どちらにせよ、今のリンヤはとても小さい。一人取り残された子どものように、不安げな表情をしている。リンヤはいつまでも過去に縛られている。そこで置いていかないでと泣いている。
「そんなの……知るか」
声と同時に左足を振る。かかとに隠しておいた刃が、右下の機械めがけて飛んでいく。右足が自由になる。
(器用なことだ)
マホメガの静かな声がした。そしてマホメガはソウに向かってくる。その距離僅か二メートル。馬の脚はたおやかに動くが、速い。機械を壊していては間に合わない。
焦りが頭をもたげた瞬間、腹の底で何かが蠢く。じわりと熱が広がっていき、徐々に膨張していく。これは、市長室で感じたあの熱だ。
マホメガまで一メートル。
ソウはその力を無理やり押さえる。自ら出ていこうとする前に、ソウが力を引きずり出した。体から熱が四方に散っていったような感覚になる。
まずマホメガを見る。その体の動きが奇妙な状態で停止している。リンヤもまばたき一つしないまま止まっている。どうやら時の力を扱うことに成功したようだ。

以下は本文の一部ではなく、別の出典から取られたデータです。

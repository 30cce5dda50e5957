use actix_web::{App, HttpServer, middleware::Logger, web};
use env_logger::{Env, Target};
use std::io::Write; // for env_logger custom formatter
use chrono::Local;  // timestamp in log lines

use stembus_backend::{
    config::Config,
    database::{create_pool, run_migrations},
    handlers,
    middlewares::create_cors,
    services::*,
    swagger::swagger_config,
};

#[actix_web::main]
async fn main() -> std::io::Result<()> {
    env_logger::Builder::from_env(Env::default().default_filter_or("info"))
        .format(|buf, record| {
            let ts = Local::now().format("%Y-%m-%dT%H:%M:%S%.3f%:z");
            let level = record.level().as_str().to_ascii_lowercase();
            let msg_json = serde_json::to_string(&format!("{}", record.args()))
                .unwrap_or_else(|_| "\"<invalid utf8>\"".to_string());
            writeln!(
                buf,
                "{{\"timestamp\":\"{}\",\"level\":\"{}\",\"message\":{},\"target\":\"{}\"}}",
                ts,
                level,
                msg_json,
                record.target(),
            )
        })
        .target(Target::Stdout)
        .init();

    // 加载配置
    let config = Config::from_toml().expect("Failed to load configuration file");

    // 创建数据库连接池
    let pool = create_pool(&config.database)
        .await
        .expect("Failed to create database connection pool");

    // 运行数据库迁移
    run_migrations(&pool)
        .await
        .expect("Failed to run database migrations");

    // 创建服务
    let voting = config.voting.clone();
    let location_service = LocationService::new(pool.clone(), voting.require_active_event);
    let vote_service = VoteService::new(pool.clone(), voting.require_active_event);
    let results_service = ResultsService::new(pool.clone(), &voting);

    log::info!(
        "Voting mode: require_active_event={}, weighting={:?}",
        voting.require_active_event,
        voting.weighting
    );

    // 启动HTTP服务器
    log::info!(
        "Starting HTTP server at {}:{}",
        config.server.host,
        config.server.port
    );

    let voting = web::Data::new(voting);

    HttpServer::new(move || {
        App::new()
            .wrap(Logger::default())
            .wrap(create_cors())
            .app_data(voting.clone())
            .app_data(web::Data::new(location_service.clone()))
            .app_data(web::Data::new(vote_service.clone()))
            .app_data(web::Data::new(results_service.clone()))
            .configure(swagger_config)
            .configure(handlers::api_config)
    })
    .bind((config.server.host.as_str(), config.server.port))?
    .run()
    .await
}
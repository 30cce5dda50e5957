use serde::{Deserialize, Serialize};
use utoipa::ToSchema;

use crate::entities::location_entity;

/// 地点列表项 (字段名沿用前端约定)
#[derive(Debug, Clone, Serialize, Deserialize, PartialEq, ToSchema)]
pub struct LocationResponse {
    pub id: i32,
    /// 场地名称
    #[schema(example = "De Oude Kerk")]
    pub locatie: String,
    /// 艺术家
    #[schema(example = "Anna Jansen")]
    pub artiest: String,
    /// 权重系数
    #[schema(example = 1.0)]
    pub wegingsfactor: f64,
}

impl From<location_entity::Model> for LocationResponse {
    fn from(m: location_entity::Model) -> Self {
        LocationResponse {
            id: m.id,
            locatie: m.name,
            artiest: m.artist,
            wegingsfactor: m.weight,
        }
    }
}

#[derive(Debug, Serialize, ToSchema)]
pub struct LocationListResponse {
    pub ok: bool,
    pub locations: Vec<LocationResponse>,
}
use crate::config::DatabaseConfig;
use crate::error::AppResult;
use migration::{Migrator, MigratorTrait};
use sea_orm::{ConnectOptions, Database, DatabaseConnection};

pub type DbPool = DatabaseConnection;

pub async fn create_pool(config: &DatabaseConfig) -> AppResult<DbPool> {
    let mut options = ConnectOptions::new(config.url.clone());
    options
        .max_connections(config.max_connections)
        .sqlx_logging(false);

    let pool = Database::connect(options).await?;

    Ok(pool)
}

pub async fn run_migrations(pool: &DbPool) -> AppResult<()> {
    Migrator::up(pool, None).await?;
    Ok(())
}
use serde::{Deserialize, Serialize};
use utoipa::ToSchema;

/// 按地点汇总的结果行
#[derive(Debug, Clone, Serialize, Deserialize, PartialEq, ToSchema)]
pub struct ResultRow {
    /// 排名 (从 1 开始连续)
    pub positie: u32,
    pub locatie_id: i32,
    pub locatie: String,
    pub artiest: String,
    pub wegingsfactor: f64,
    /// 得票数
    pub stemmen_aantal: u32,
    /// 总分 (是否乘以权重由配置决定)
    pub punten_totaal: f64,
    pub aantal_3: u32,
    pub aantal_2: u32,
    pub aantal_1: u32,
    /// 所有非空评论的拼接，没有评论时为 null
    pub toelichting_bundel: Option<String>,
}

#[derive(Debug, Serialize, ToSchema)]
pub struct ResultsResponse {
    pub ok: bool,
    pub rows: Vec<ResultRow>,
}

/// 结果查询参数
#[derive(Debug, Clone, Deserialize, ToSchema)]
pub struct ResultsQuery {
    pub key: Option<String>,
}
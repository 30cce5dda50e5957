use uuid::Uuid;

/// 生成 submission 的不透明随机标识 (32 位十六进制)
pub fn generate_submission_token() -> String {
    Uuid::new_v4().simple().to_string()
}
pub use sea_orm_migration::prelude::*;

mod m20251004_000001_create_voting_tables;

pub struct Migrator;

#[async_trait::async_trait]
impl MigratorTrait for Migrator {
    fn migrations() -> Vec<Box<dyn MigrationTrait>> {
        vec![Box::new(m20251004_000001_create_voting_tables::Migration)]
    }
}
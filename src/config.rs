use serde::{Deserialize, Serialize};
use std::env;

#[derive(Debug, Clone, Serialize, Deserialize)]
pub struct Config {
    pub server: ServerConfig,
    pub database: DatabaseConfig,
    #[serde(default)]
    pub voting: VotingConfig,
}

#[derive(Debug, Clone, Serialize, Deserialize)]
pub struct ServerConfig {
    pub host: String,
    pub port: u16,
}

#[derive(Debug, Clone, Serialize, Deserialize)]
pub struct DatabaseConfig {
    pub url: String,
    pub max_connections: u32,
}

/// punten_totaal 的计算方式 (由部署方决定)
#[derive(Debug, Clone, Copy, Serialize, Deserialize, PartialEq, Eq, Default)]
#[serde(rename_all = "lowercase")]
pub enum ScoreWeighting {
    /// sum(points)
    #[default]
    #[serde(rename = "none")]
    Unweighted,
    /// sum(points) * wegingsfactor
    Multiply,
}

impl std::str::FromStr for ScoreWeighting {
    type Err = String;

    fn from_str(s: &str) -> Result<Self, Self::Err> {
        match s.trim().to_ascii_lowercase().as_str() {
            "none" => Ok(ScoreWeighting::Unweighted),
            "multiply" => Ok(ScoreWeighting::Multiply),
            other => Err(format!("unknown score weighting: {other}")),
        }
    }
}

#[derive(Debug, Clone, Serialize, Deserialize)]
pub struct VotingConfig {
    /// 查看结果所需的共享密钥，为空表示未配置
    #[serde(default)]
    pub results_key: String,
    /// 是否只允许对当前活动轮次的地点投票
    #[serde(default = "default_require_active_event")]
    pub require_active_event: bool,
    #[serde(default)]
    pub weighting: ScoreWeighting,
    /// 拼接 toelichting_bundel 时使用的分隔符
    #[serde(default = "default_comment_separator")]
    pub comment_separator: String,
}

fn default_require_active_event() -> bool {
    true
}

fn default_comment_separator() -> String {
    " | ".to_string()
}

impl Default for VotingConfig {
    fn default() -> Self {
        Self {
            results_key: String::new(),
            require_active_event: default_require_active_event(),
            weighting: ScoreWeighting::default(),
            comment_separator: default_comment_separator(),
        }
    }
}

impl Config {
    pub fn from_toml() -> Result<Self, Box<dyn std::error::Error>> {
        let config_path = env::var("CONFIG_PATH").unwrap_or_else(|_| "config.toml".to_string());
        use std::io::ErrorKind;

        // 尝试读取配置文件，如果不存在则完全依赖环境变量
        let config_result = std::fs::read_to_string(&config_path);

        let mut config: Config = match config_result {
            Ok(config_str) => Self::parse(&config_str)?,
            Err(e) if e.kind() == ErrorKind::NotFound => {
                fn get_env(name: &str) -> Option<String> {
                    env::var(name).ok()
                }
                fn get_env_parse<T: std::str::FromStr>(name: &str, default: T) -> T {
                    env::var(name)
                        .ok()
                        .and_then(|v| v.parse::<T>().ok())
                        .unwrap_or(default)
                }

                // 数据库 URL 在无配置文件时必须提供
                let database_url = get_env("DATABASE_URL")
                    .ok_or("DATABASE_URL is not set and no config.toml was found")?;

                Config {
                    server: ServerConfig {
                        host: get_env("SERVER_HOST").unwrap_or_else(|| "0.0.0.0".to_string()),
                        port: get_env_parse("SERVER_PORT", 8080u16),
                    },
                    database: DatabaseConfig {
                        url: database_url,
                        max_connections: get_env_parse("DB_MAX_CONNECTIONS", 10u32),
                    },
                    voting: VotingConfig::default(),
                }
            }
            Err(e) => {
                return Err(format!("failed to read config file {config_path}: {e}").into());
            }
        };

        // 环境变量覆盖（即便文件存在时也覆盖）
        if let Ok(v) = env::var("SERVER_HOST") {
            config.server.host = v;
        }
        if let Ok(v) = env::var("SERVER_PORT")
            && let Ok(p) = v.parse()
        {
            config.server.port = p;
        }
        if let Ok(v) = env::var("DATABASE_URL") {
            config.database.url = v;
        }
        if let Ok(v) = env::var("DB_MAX_CONNECTIONS")
            && let Ok(mc) = v.parse()
        {
            config.database.max_connections = mc;
        }
        if let Ok(v) = env::var("RESULTS_VIEW_KEY") {
            config.voting.results_key = v;
        }
        if let Ok(v) = env::var("REQUIRE_ACTIVE_EVENT")
            && let Ok(b) = v.parse()
        {
            config.voting.require_active_event = b;
        }
        if let Ok(v) = env::var("SCORE_WEIGHTING") {
            config.voting.weighting = v.parse()?;
        }
        if let Ok(v) = env::var("COMMENT_SEPARATOR") {
            config.voting.comment_separator = v;
        }

        if config.voting.results_key.is_empty() {
            log::warn!("RESULTS_VIEW_KEY is not configured; results endpoints will refuse requests");
        }

        Ok(config)
    }

    /// 解析 TOML 配置内容
    pub fn parse(config_str: &str) -> Result<Self, Box<dyn std::error::Error>> {
        toml::from_str(config_str).map_err(|e| format!("failed to parse config file: {e}").into())
    }
}

#[cfg(test)]
mod tests {
    use super::*;

    #[test]
    fn test_parse_full_config() {
        let config = Config::parse(
            r#"
            [server]
            host = "127.0.0.1"
            port = 3000

            [database]
            url = "postgres://localhost/stembus"
            max_connections = 5

            [voting]
            results_key = "geheim"
            require_active_event = false
            weighting = "multiply"
            comment_separator = "; "
            "#,
        )
        .unwrap();

        assert_eq!(config.server.port, 3000);
        assert_eq!(config.database.max_connections, 5);
        assert_eq!(config.voting.results_key, "geheim");
        assert!(!config.voting.require_active_event);
        assert_eq!(config.voting.weighting, ScoreWeighting::Multiply);
        assert_eq!(config.voting.comment_separator, "; ");
    }

    #[test]
    fn test_voting_section_defaults() {
        let config = Config::parse(
            r#"
            [server]
            host = "0.0.0.0"
            port = 8080

            [database]
            url = "postgres://localhost/stembus"
            max_connections = 10
            "#,
        )
        .unwrap();

        assert!(config.voting.results_key.is_empty());
        assert!(config.voting.require_active_event);
        assert_eq!(config.voting.weighting, ScoreWeighting::Unweighted);
        assert_eq!(config.voting.comment_separator, " | ");
    }

    #[test]
    fn test_score_weighting_from_str() {
        assert_eq!("none".parse::<ScoreWeighting>(), Ok(ScoreWeighting::Unweighted));
        assert_eq!(" Multiply ".parse::<ScoreWeighting>(), Ok(ScoreWeighting::Multiply));
        assert!("squared".parse::<ScoreWeighting>().is_err());
    }
}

ソウは足を軽く振り、両足のつま先から刃を引き出す。足を同時に振ると、刃二本がそれぞれの方向へ向かっていく。
(わたしの動きまで止めるとはさすがだね)
「……!」
マホメガの声が脳から、機械が壊れる音が耳から入ってくる。手が自由になると同時に、機械からの音が停止する。どうやら時を止めている最中に、ソウが何かを傷つけることは可能だが、ソウが手を加えたすぐ後に再びその物の時は停止するらしい。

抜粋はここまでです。